Post by MKSheppard »

thegreatpl wrote:Britain had several major rivals; France, Germany, ect. All of these nations were close by, and close in technological advancement and industrialization. HMS Dreadnought was as much a political statement as an actual need for it.
Nice way to dance around the fact that by Weber's logic; Britain shouldn't have built the Dreadnought, because it made the Royal Navy's edge in warships semi-obsolete; and let everyone start out on a level playing field regarding a modern battleline.
The Solarian League has a massive widespread "not invented here" syndrome. They think everyone outside their borders is a "neobarb". They literally dont think that any of them has anything to offer the Solarian League.

Why should they build an impressive new Battleship to impress the neighbors? they are not worth impressing.
Gee; I dunno, for the same reason the U.S. continued to build the B-2 and F-22 (albeit in reduced procurement), and kept on buying DDG-51 ARLEIGH BURKE SWARM well after the collapse of the Soviet Union.

By your impeccable logic, the United States' position as a hyperpower following the breakup of the Soviet Union should have caused the US to cancel the DDG-51 class at just those units under construction at the time; DDG-51 through DDG-56.

But no, instead the US bought a further 56 (!) Arleigh Burkes. To defend against what threat?

It's even more absurd when you consider the fact that a single Burke on it's own can shoot down most of the world's air forces and then blow up targets well inland.

Even more fun is the fact that the US Military has continued to plan for next generation weapons systems that are lightyears ahead of anyone else's -- with the mission doctrine of "attack any place on the globe in one hour or less."

What world class peer competitor is driving this military spending?

The same reason that a non-author fiat crippled Solarian League would be spending megabucks on it's military -- to maintain utter sheer dominance over any possible threat, to the point where overkill is beyond absurd -- so that you don't have to fight at all.

The only reason the Solarian League can maintain the Eridani Edict is because of it's military power -- and if it wants to maintain the Edict, it must continuously upgrade and modernize it's military to maintain that decisive edge over all other states; to the point where people would rather put a gun to their head and pull the trigger than fight the Sollies.

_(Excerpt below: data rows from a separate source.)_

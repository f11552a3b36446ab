//! WebSocket transport.
//!
//! [`WsConnector`] opens a `tokio-tungstenite` socket and spawns a task that
//! bridges it to a [`Link`]. The task stops when the session asks it to
//! close, when the session drops its writer, or when the socket ends.

use std::time::Duration;

use futures::{SinkExt, StreamExt};
use parley_proto::close_code;
use tokio::{net::TcpStream, sync::mpsc};
use tokio_tungstenite::{
    MaybeTlsStream, WebSocketStream, connect_async,
    tungstenite::{
        self, Message,
        client::IntoClientRequest,
        protocol::{CloseFrame, frame::coding::CloseCode},
    },
};
use url::Url;

use crate::{
    error::TransportError,
    transport::{Connector, Inbound, Link, Outbound},
};

/// Time allowed for the TCP, TLS and WebSocket handshakes together.
pub const DEFAULT_CONNECT_TIMEOUT: Duration = Duration::from_secs(10);

type Socket = WebSocketStream<MaybeTlsStream<TcpStream>>;

/// Connector configuration
#[derive(Debug, Clone, PartialEq, Eq)]
pub struct WsConnectorConfig {
    /// Handshake timeout
    pub connect_timeout: Duration,
}

impl Default for WsConnectorConfig {
    fn default() -> Self {
        Self { connect_timeout: DEFAULT_CONNECT_TIMEOUT }
    }
}

/// [`Connector`] over `tokio-tungstenite`.
#[derive(Debug, Clone, Default)]
pub struct WsConnector {
    config: WsConnectorConfig,
}

impl WsConnector {
    /// Connector with `config`.
    pub fn new(config: WsConnectorConfig) -> Self {
        Self { config }
    }
}

impl Connector for WsConnector {
    fn connect(&self, url: Url) -> impl Future<Output = Result<Link, TransportError>> + Send {
        let timeout = self.config.connect_timeout;

        async move {
            let request = url
                .as_str()
                .into_client_request()
                .map_err(|e| TransportError::InvalidEndpoint(e.to_string()))?;

            let (socket, _) = tokio::time::timeout(timeout, connect_async(request))
                .await
                .map_err(|_| TransportError::Timeout(timeout))?
                .map_err(classify)?;

            tracing::debug!(host = url.host_str().unwrap_or_default(), "socket open");

            let (outbound_tx, outbound_rx) = mpsc::unbounded_channel();
            let (inbound_tx, inbound_rx) = mpsc::unbounded_channel();
            let handle = tokio::spawn(run_socket(socket, outbound_rx, inbound_tx));

            Ok(Link::new(outbound_tx, inbound_rx, Some(handle.abort_handle())))
        }
    }
}

fn classify(error: tungstenite::Error) -> TransportError {
    match error {
        tungstenite::Error::Url(e) => TransportError::InvalidEndpoint(e.to_string()),
        other => TransportError::Connect(other.to_string()),
    }
}

/// Bridge the socket and the link channels until either side stops.
async fn run_socket(
    socket: Socket,
    mut outbound: mpsc::UnboundedReceiver<Outbound>,
    inbound: mpsc::UnboundedSender<Inbound>,
) {
    let (mut sink, mut source) = socket.split();

    loop {
        tokio::select! {
            msg = source.next() => {
                match msg {
                    Some(Ok(Message::Text(text))) => {
                        if inbound.send(Inbound::Text(text.as_str().to_owned())).is_err() {
                            break;
                        }
                    },
                    Some(Ok(Message::Close(frame))) => {
                        let code = frame.map_or(close_code::NO_STATUS, |f| u16::from(f.code));
                        tracing::debug!(code, "peer closed socket");
                        let _ = inbound.send(Inbound::Closed { code });
                        // Flushes the queued close reply
                        let _ = sink.close().await;
                        break;
                    },
                    Some(Ok(_)) => {},
                    Some(Err(e)) => {
                        tracing::warn!(error = %e, "socket error");
                        let _ = inbound.send(Inbound::Closed { code: close_code::ABNORMAL });
                        break;
                    },
                    None => {
                        let _ = inbound.send(Inbound::Closed { code: close_code::ABNORMAL });
                        break;
                    },
                }
            },

            cmd = outbound.recv() => {
                match cmd {
                    Some(Outbound::Text(text)) => {
                        if let Err(e) = sink.send(Message::Text(text.into())).await {
                            tracing::warn!(error = %e, "failed to send frame");
                            let _ = inbound.send(Inbound::Closed { code: close_code::ABNORMAL });
                            break;
                        }
                    },
                    Some(Outbound::Close { code, reason }) => {
                        let frame =
                            CloseFrame { code: CloseCode::from(code), reason: reason.into() };
                        if let Err(e) = sink.send(Message::Close(Some(frame))).await {
                            tracing::debug!(error = %e, "failed to send close frame");
                        }
                        break;
                    },
                    None => {
                        let _ = sink.close().await;
                        break;
                    },
                }
            },
        }
    }
}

You can't do that if you bring fifty-year old dreadnoughts to the playing field.
Besides, who is going to attack the Solarian League?
I could turn this on it's head and ask; Who is going to attack the United States? Why do we maintain a massive navy that not only outguns everyone else by absurd margins; but also is so far ahead of everyone else technologically that it's no contest?
There are military intel departments, but with the exception of 2 people, they are staffed by people who have that not invented here syndrome.
Again, authorial fiat.

I can understand the first couple of battles in the First Havenite-Manticorean war being basically ignored -- it's basically:

"Oh, those two are fighting AGAIN. Wake me up when something interesting happens."

*yawns; few years pass*

"What? They're still fighting? Okay, set a team onto those guys. We might need to intervene if their war rises to the level requring an Edict Enforcement"

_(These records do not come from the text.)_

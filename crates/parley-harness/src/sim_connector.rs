//! In-memory connector.
//!
//! [`SimConnector`] hands the session channel-backed links. The test keeps
//! the paired [`SimNetwork`] and plays the server: it accepts each link as a
//! [`SimLink`], pushes frames, closes with chosen codes and inspects what the
//! client wrote. Dial outcomes can be scripted ahead of time.

#![allow(clippy::disallowed_types, reason = "Synchronous locking operations only")]

use std::{
    collections::VecDeque,
    sync::{Arc, Mutex, MutexGuard, PoisonError},
};

use parley_client::{Connector, Inbound, Link, Outbound, TransportError};
use parley_proto::WireFrame;
use tokio::sync::mpsc;
use url::Url;

/// Outcome of one dial.
#[derive(Debug, Clone, Copy, PartialEq, Eq)]
pub enum Dial {
    /// Open a link
    Accept,
    /// Fail with a transient connect error
    Refuse,
    /// Fail as if the URL could not be used at all
    Unavailable,
}

#[derive(Default)]
struct NetworkState {
    script: VecDeque<Dial>,
    dialed: Vec<Url>,
}

fn lock(state: &Mutex<NetworkState>) -> MutexGuard<'_, NetworkState> {
    state.lock().unwrap_or_else(PoisonError::into_inner)
}

/// Connector side, owned by the session.
pub struct SimConnector {
    state: Arc<Mutex<NetworkState>>,
    accepted: mpsc::UnboundedSender<SimLink>,
}

/// Server side, kept by the test.
pub struct SimNetwork {
    state: Arc<Mutex<NetworkState>>,
    accepted: mpsc::UnboundedReceiver<SimLink>,
}

impl SimConnector {
    /// Create a connector and the network handle controlling it.
    pub fn new() -> (Self, SimNetwork) {
        let state = Arc::new(Mutex::new(NetworkState::default()));
        let (tx, rx) = mpsc::unbounded_channel();
        (
            Self { state: Arc::clone(&state), accepted: tx },
            SimNetwork { state, accepted: rx },
        )
    }
}

impl Connector for SimConnector {
    fn connect(&self, url: Url) -> impl Future<Output = Result<Link, TransportError>> + Send {
        let dial = {
            let mut state = lock(&self.state);
            state.dialed.push(url.clone());
            state.script.pop_front().unwrap_or(Dial::Accept)
        };
        let accepted = self.accepted.clone();

        async move {
            match dial {
                Dial::Accept => {
                    let (to_server, from_client) = mpsc::unbounded_channel();
                    let (to_client, from_server) = mpsc::unbounded_channel();
                    // The network handle may be gone; the link then just idles.
                    let _ = accepted.send(SimLink { url, from_client, to_client });
                    Ok(Link::new(to_server, from_server, None))
                },
                Dial::Refuse => Err(TransportError::Connect("connection refused".to_string())),
                Dial::Unavailable => {
                    Err(TransportError::InvalidEndpoint(format!("cannot dial {url}")))
                },
            }
        }
    }
}

impl SimNetwork {
    /// Queue outcomes for upcoming dials. Unscripted dials are accepted.
    pub fn script(&self, dials: impl IntoIterator<Item = Dial>) {
        lock(&self.state).script.extend(dials);
    }

    /// Dials made so far.
    pub fn dial_count(&self) -> usize {
        lock(&self.state).dialed.len()
    }

    /// URLs dialed so far, in order.
    pub fn dialed(&self) -> Vec<Url> {
        lock(&self.state).dialed.clone()
    }

    /// Wait for the next accepted link.
    pub async fn accept(&mut self) -> Option<SimLink> {
        self.accepted.recv().await
    }

    /// Next accepted link, if one is ready.
    pub fn try_accept(&mut self) -> Option<SimLink> {
        self.accepted.try_recv().ok()
    }
}

/// Server end of one link.
pub struct SimLink {
    /// URL the client dialed
    pub url: Url,
    from_client: mpsc::UnboundedReceiver<Outbound>,
    to_client: mpsc::UnboundedSender<Inbound>,
}

impl SimLink {
    /// Push raw text to the client.
    pub fn push_text(&self, text: impl Into<String>) -> bool {
        self.to_client.send(Inbound::Text(text.into())).is_ok()
    }

    /// Push an encoded frame to the client.
    pub fn push_frame(&self, frame: &WireFrame) -> bool {
        frame.encode().is_ok_and(|text| self.push_text(text))
    }

    /// Close the link with `code`.
    pub fn close(self, code: u16) {
        let _ = self.to_client.send(Inbound::Closed { code });
    }

    /// Drop the link without a close frame.
    pub fn sever(self) {}

    /// Everything the client has written so far.
    pub fn drain(&mut self) -> Vec<Outbound> {
        std::iter::from_fn(|| self.from_client.try_recv().ok()).collect()
    }

    /// Wait for the client's next write. `None` once the client dropped its
    /// writer.
    pub async fn next_outbound(&mut self) -> Option<Outbound> {
        self.from_client.recv().await
    }

    /// Decoded text frames the client has written so far.
    pub fn drain_frames(&mut self) -> Vec<WireFrame> {
        self.drain()
            .into_iter()
            .filter_map(|item| match item {
                Outbound::Text(text) => WireFrame::decode(&text).ok().flatten(),
                Outbound::Close { .. } => None,
            })
            .collect()
    }
}
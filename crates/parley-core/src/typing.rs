//! Typing indicator with expiry.

use std::{ops::Sub, time::Duration};

use parley_proto::UserId;

/// How long a typing notification stays visible.
pub const DEFAULT_TYPING_EXPIRY: Duration = Duration::from_secs(3);

/// Tracks the most recent typing notification.
///
/// Generic over `Instant` so tests can drive it with virtual time.
#[derive(Debug, Clone)]
pub struct TypingIndicator<I> {
    expiry: Duration,
    last: Option<(I, Option<UserId>)>,
}

impl<I> Default for TypingIndicator<I> {
    fn default() -> Self {
        Self::new(DEFAULT_TYPING_EXPIRY)
    }
}

impl<I> TypingIndicator<I> {
    /// Indicator that expires notifications after `expiry`.
    pub fn new(expiry: Duration) -> Self {
        Self { expiry, last: None }
    }

    /// Forget any notification.
    pub fn clear(&mut self) {
        self.last = None;
    }
}

impl<I> TypingIndicator<I>
where
    I: Copy + Ord + Sub<Output = Duration>,
{
    /// Record a notification from `sender` at `now`.
    pub fn observe(&mut self, sender: Option<UserId>, now: I) {
        self.last = Some((now, sender));
    }

    /// True if a notification arrived less than `expiry` before `now`.
    pub fn is_active(&self, now: I) -> bool {
        self.last.as_ref().is_some_and(|(at, _)| now < *at || now - *at < self.expiry)
    }

    /// Who is typing, if active and known.
    pub fn who(&self, now: I) -> Option<&UserId> {
        if !self.is_active(now) {
            return None;
        }
        self.last.as_ref().and_then(|(_, sender)| sender.as_ref())
    }
}

#[cfg(test)]
mod tests {
    use std::time::Instant;

    use super::*;

    #[test]
    fn expires_after_window() {
        let t0 = Instant::now();
        let mut indicator = TypingIndicator::default();
        assert!(!indicator.is_active(t0));

        indicator.observe(Some(UserId::from("bob")), t0);
        assert!(indicator.is_active(t0 + Duration::from_millis(2999)));
        assert_eq!(indicator.who(t0 + Duration::from_secs(1)), Some(&UserId::from("bob")));
        assert!(!indicator.is_active(t0 + Duration::from_secs(3)));
        assert_eq!(indicator.who(t0 + Duration::from_secs(3)), None);
    }

    #[test]
    fn new_notification_extends_window() {
        let t0 = Instant::now();
        let mut indicator = TypingIndicator::new(Duration::from_secs(3));
        indicator.observe(None, t0);
        indicator.observe(None, t0 + Duration::from_secs(2));

        assert!(indicator.is_active(t0 + Duration::from_secs(4)));
        indicator.clear();
        assert!(!indicator.is_active(t0 + Duration::from_secs(4)));
    }
}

By the time the Second War started, the Sollies would have been very interested.

Plus; you know, it's live fire excercises on a scale not seen in a while -- always very useful to evalulate your computer simulation codes for weapons damage effects; and general simulation purposes.
Oh, and didnt the US think it could win the Vietnam war easily because it was the most advanced nation and was taking on a bunch of barely industrialized rebels?
I see we have a live one here who knows nothing at all about history. When we first intervened in Vietnam; the US Military service chiefs kept begging the White House, etc to adopt the 90~ target plan to destroy North Vietnam's capability to wage war and support an insurgency in the South.

Johnson and McNamara turned that plan down in favor of a 'gradiated response' to use Action-Reaction methodology to 'walk' the North Vietnamese to the Negotiating table. Didn't work.

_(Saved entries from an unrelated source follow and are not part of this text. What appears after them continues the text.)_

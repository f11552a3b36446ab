//! Error types for the wire codec.

use thiserror::Error;

/// Result alias for codec operations.
pub type Result<T> = std::result::Result<T, ProtocolError>;

/// Errors raised while encoding or decoding frames.
///
/// None of these are fatal to a connection. The caller logs them and drops
/// the offending frame.
#[derive(Error, Debug, Clone, PartialEq, Eq)]
pub enum ProtocolError {
    /// Text is not a JSON object with a string `type` field
    #[error("malformed frame: {0}")]
    Malformed(String),

    /// Frame has a recognized `type` but its fields do not match
    #[error("invalid payload for {frame_type}: {reason}")]
    InvalidPayload {
        /// Wire name of the frame type
        frame_type: &'static str,
        /// Decoder message
        reason: String,
    },

    /// Frame could not be serialized
    #[error("encode failed: {0}")]
    Encode(String),
}

impl From<serde_json::Error> for ProtocolError {
    fn from(err: serde_json::Error) -> Self {
        Self::Malformed(err.to_string())
    }
}
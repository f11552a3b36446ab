//! Observable session state for invariant checking.

use parley_client::SessionResources;
use parley_core::ConnectionState;

use crate::sim_driver::SimDriver;

/// Resources and status of one session at one moment.
#[derive(Debug, Clone, Copy, PartialEq, Eq)]
pub struct SessionSnapshot {
    /// Manager state
    pub state: ConnectionState,
    /// Sockets opening or open
    pub live_links: usize,
    /// Reconnect timer armed
    pub reconnect_timer: bool,
    /// Heartbeat timer armed
    pub heartbeat_timer: bool,
    /// Reconnects scheduled since the last open
    pub attempt_count: u32,
    /// Reconnect budget
    pub max_attempts: u32,
    /// Most recent status published to the caller, if any
    pub last_status: Option<ConnectionState>,
}

impl SessionSnapshot {
    /// A session that was never connected.
    pub fn idle(max_attempts: u32) -> Self {
        Self {
            state: ConnectionState::Disconnected,
            live_links: 0,
            reconnect_timer: false,
            heartbeat_timer: false,
            attempt_count: 0,
            max_attempts,
            last_status: None,
        }
    }

    /// Snapshot of a simulated driver.
    pub fn from_driver(driver: &SimDriver) -> Self {
        let manager = driver.manager();
        Self {
            state: manager.state(),
            live_links: driver.open_links(),
            reconnect_timer: driver.reconnect_armed(),
            heartbeat_timer: driver.heartbeat_armed(),
            attempt_count: manager.attempt_count(),
            max_attempts: manager.reconnect_policy().max_attempts,
            last_status: driver.statuses().last().copied(),
        }
    }

    /// Snapshot of a live session, given the last status the caller read.
    pub fn from_resources(resources: SessionResources, last_status: Option<ConnectionState>) -> Self {
        Self {
            state: resources.state,
            live_links: resources.live_links,
            reconnect_timer: resources.reconnect_timer,
            heartbeat_timer: resources.heartbeat_timer,
            attempt_count: resources.attempt_count,
            max_attempts: resources.max_attempts,
            last_status,
        }
    }
}
//! In-memory room service.

#![allow(clippy::disallowed_types, reason = "Synchronous in-memory operations only")]

use std::sync::{Arc, Mutex, MutexGuard, PoisonError};

use parley_client::{RoomService, RoomSummary, ServiceError};
use parley_core::{Credential, Message, RoomId};

#[derive(Default)]
struct ServiceState {
    history: Vec<Message>,
    rooms: Vec<RoomSummary>,
    fail_history: bool,
    fail_mark_read: bool,
    history_calls: usize,
    mark_read_calls: Vec<RoomId>,
    tokens_seen: Vec<String>,
}

/// Canned history and recorded calls. Clones share state, so a test can keep
/// one while the session owns another.
#[derive(Clone, Default)]
pub struct SimRoomService {
    state: Arc<Mutex<ServiceState>>,
}

impl SimRoomService {
    /// Service with no history.
    pub fn new() -> Self {
        Self::default()
    }

    fn lock(&self) -> MutexGuard<'_, ServiceState> {
        self.state.lock().unwrap_or_else(PoisonError::into_inner)
    }

    /// Backlog returned by `fetch_history`.
    pub fn set_history(&self, history: Vec<Message>) {
        self.lock().history = history;
    }

    /// Rooms returned by `list_rooms`.
    pub fn set_rooms(&self, rooms: Vec<RoomSummary>) {
        self.lock().rooms = rooms;
    }

    /// Make `fetch_history` fail.
    pub fn fail_history(&self, fail: bool) {
        self.lock().fail_history = fail;
    }

    /// Make `mark_read` fail.
    pub fn fail_mark_read(&self, fail: bool) {
        self.lock().fail_mark_read = fail;
    }

    /// `fetch_history` calls so far.
    pub fn history_calls(&self) -> usize {
        self.lock().history_calls
    }

    /// Rooms passed to `mark_read`, in call order.
    pub fn mark_read_calls(&self) -> Vec<RoomId> {
        self.lock().mark_read_calls.clone()
    }

    /// Tokens presented, in call order.
    pub fn tokens_seen(&self) -> Vec<String> {
        self.lock().tokens_seen.clone()
    }
}

impl RoomService for SimRoomService {
    async fn fetch_history(
        &self,
        _room: &RoomId,
        credential: &Credential,
    ) -> Result<Vec<Message>, ServiceError> {
        let mut state = self.lock();
        state.history_calls += 1;
        state.tokens_seen.push(credential.expose().to_string());
        if state.fail_history {
            return Err(ServiceError::Status(503));
        }
        Ok(state.history.clone())
    }

    async fn mark_read(&self, room: &RoomId, credential: &Credential) -> Result<(), ServiceError> {
        let mut state = self.lock();
        state.mark_read_calls.push(room.clone());
        state.tokens_seen.push(credential.expose().to_string());
        if state.fail_mark_read {
            return Err(ServiceError::Request("simulated outage".to_string()));
        }
        Ok(())
    }

    async fn list_rooms(&self, credential: &Credential) -> Result<Vec<RoomSummary>, ServiceError> {
        let mut state = self.lock();
        state.tokens_seen.push(credential.expose().to_string());
        Ok(state.rooms.clone())
    }
}
//! Bearer credential.

use std::fmt;

/// Opaque bearer token presented on the socket handshake and REST calls.
///
/// Formatting never reveals the token.
#[derive(Clone, PartialEq, Eq)]
pub struct Credential(String);

impl Credential {
    /// Wrap a token.
    pub fn new(token: impl Into<String>) -> Self {
        Self(token.into())
    }

    /// Raw token, for building requests.
    pub fn expose(&self) -> &str {
        &self.0
    }
}

impl fmt::Debug for Credential {
    fn fmt(&self, f: &mut fmt::Formatter<'_>) -> fmt::Result {
        f.write_str("Credential(<redacted>)")
    }
}

impl fmt::Display for Credential {
    fn fmt(&self, f: &mut fmt::Formatter<'_>) -> fmt::Result {
        f.write_str("<redacted>")
    }
}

The 90~ target plan was adapted into the famous Linebacker I/II planning document which basically crushed North Vietnam and forced them to the negotiating table -- because by the end of Linebacker II, they had no SAMs left, no heavy AA ammunition left, their entire transportation network had been blown up, making it impossible to supply the guerillas in the South; and their major harbors had been mined, making it impossible to bring in more ammuntion from China and the Soviet Union.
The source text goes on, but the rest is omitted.